Stored data:
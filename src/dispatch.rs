use std::future::Future;

use anyhow::Error;
use serenity::async_trait;

/// Result of one guarded handler run
#[derive(Debug)]
pub enum Outcome<T = ()> {
    /// Handler ran to completion
    Handled(T),
    /// Handler failed and the failure was reported
    Failed(Error),
}

impl<T> Outcome<T> {
    pub fn is_handled(&self) -> bool {
        matches!(self, Outcome::Handled(_))
    }
}

/// Receives handler failures
#[async_trait]
pub trait Reporter<O: ?Sized + Sync>: Sync {
    /// Must not fail; internal problems are logged and dropped
    async fn report(&self, error: &Error, origin: &O);
}

/// Runs a handler and contains its failure
///
/// Errors never escape: they are logged, handed to the reporter exactly once,
/// and returned as [`Outcome::Failed`] for the caller to inspect or drop.
pub async fn guard<O, R, F, T>(label: &str, origin: &O, reporter: &R, handler: F) -> Outcome<T>
where
    O: ?Sized + Sync,
    R: Reporter<O> + ?Sized,
    F: Future<Output = anyhow::Result<T>>,
{
    match handler.await {
        Ok(value) => {
            log::debug!("{} handled", label);
            Outcome::Handled(value)
        }
        Err(why) => {
            log::error!("{} failed: {:?}", label, why);
            reporter.report(&why, origin).await;
            Outcome::Failed(why)
        }
    }
}

#[cfg(test)]
mod tests {
    use super::*;
    use anyhow::{anyhow, bail};
    use std::sync::atomic::{AtomicUsize, Ordering};
    use std::sync::Mutex;

    #[derive(Default)]
    struct CountingReporter {
        calls: AtomicUsize,
        origins: Mutex<Vec<String>>,
    }

    #[async_trait]
    impl Reporter<str> for CountingReporter {
        async fn report(&self, _error: &Error, origin: &str) {
            self.calls.fetch_add(1, Ordering::SeqCst);
            self.origins.lock().unwrap().push(origin.to_string());
        }
    }

    #[tokio::test]
    async fn success_is_not_reported() {
        let reporter = CountingReporter::default();
        let outcome = guard("ping", "ping", &reporter, async { Ok(()) }).await;
        assert!(outcome.is_handled());
        assert_eq!(reporter.calls.load(Ordering::SeqCst), 0);
    }

    #[tokio::test]
    async fn failure_is_reported_exactly_once() {
        let reporter = CountingReporter::default();
        let outcome: Outcome = guard("say", "say", &reporter, async { Err(anyhow!("boom")) }).await;

        let Outcome::Failed(error) = outcome else {
            panic!("expected a failure");
        };
        assert_eq!(error.to_string(), "boom");
        assert_eq!(reporter.calls.load(Ordering::SeqCst), 1);
        assert_eq!(*reporter.origins.lock().unwrap(), vec!["say".to_string()]);
    }

    #[tokio::test]
    async fn handled_value_is_passed_through() {
        let reporter = CountingReporter::default();
        let outcome = guard("facts", "message", &reporter, async { Ok(42) }).await;
        assert!(matches!(outcome, Outcome::Handled(42)));
        assert_eq!(reporter.calls.load(Ordering::SeqCst), 0);
    }

    #[tokio::test]
    async fn failures_are_independent() {
        let reporter = CountingReporter::default();
        for i in 0..3 {
            let origin = format!("event-{}", i);
            guard("chat", origin.as_str(), &reporter, async move {
                if i % 2 == 0 {
                    bail!("even event {}", i);
                }
                Ok(())
            })
            .await;
        }
        assert_eq!(reporter.calls.load(Ordering::SeqCst), 2);
        assert_eq!(
            *reporter.origins.lock().unwrap(),
            vec!["event-0".to_string(), "event-2".to_string()]
        );
    }
}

**Directions for this task**
Each line above that has "bail" adds one to the count; say the final count with no other text.

**Solution to this task**
2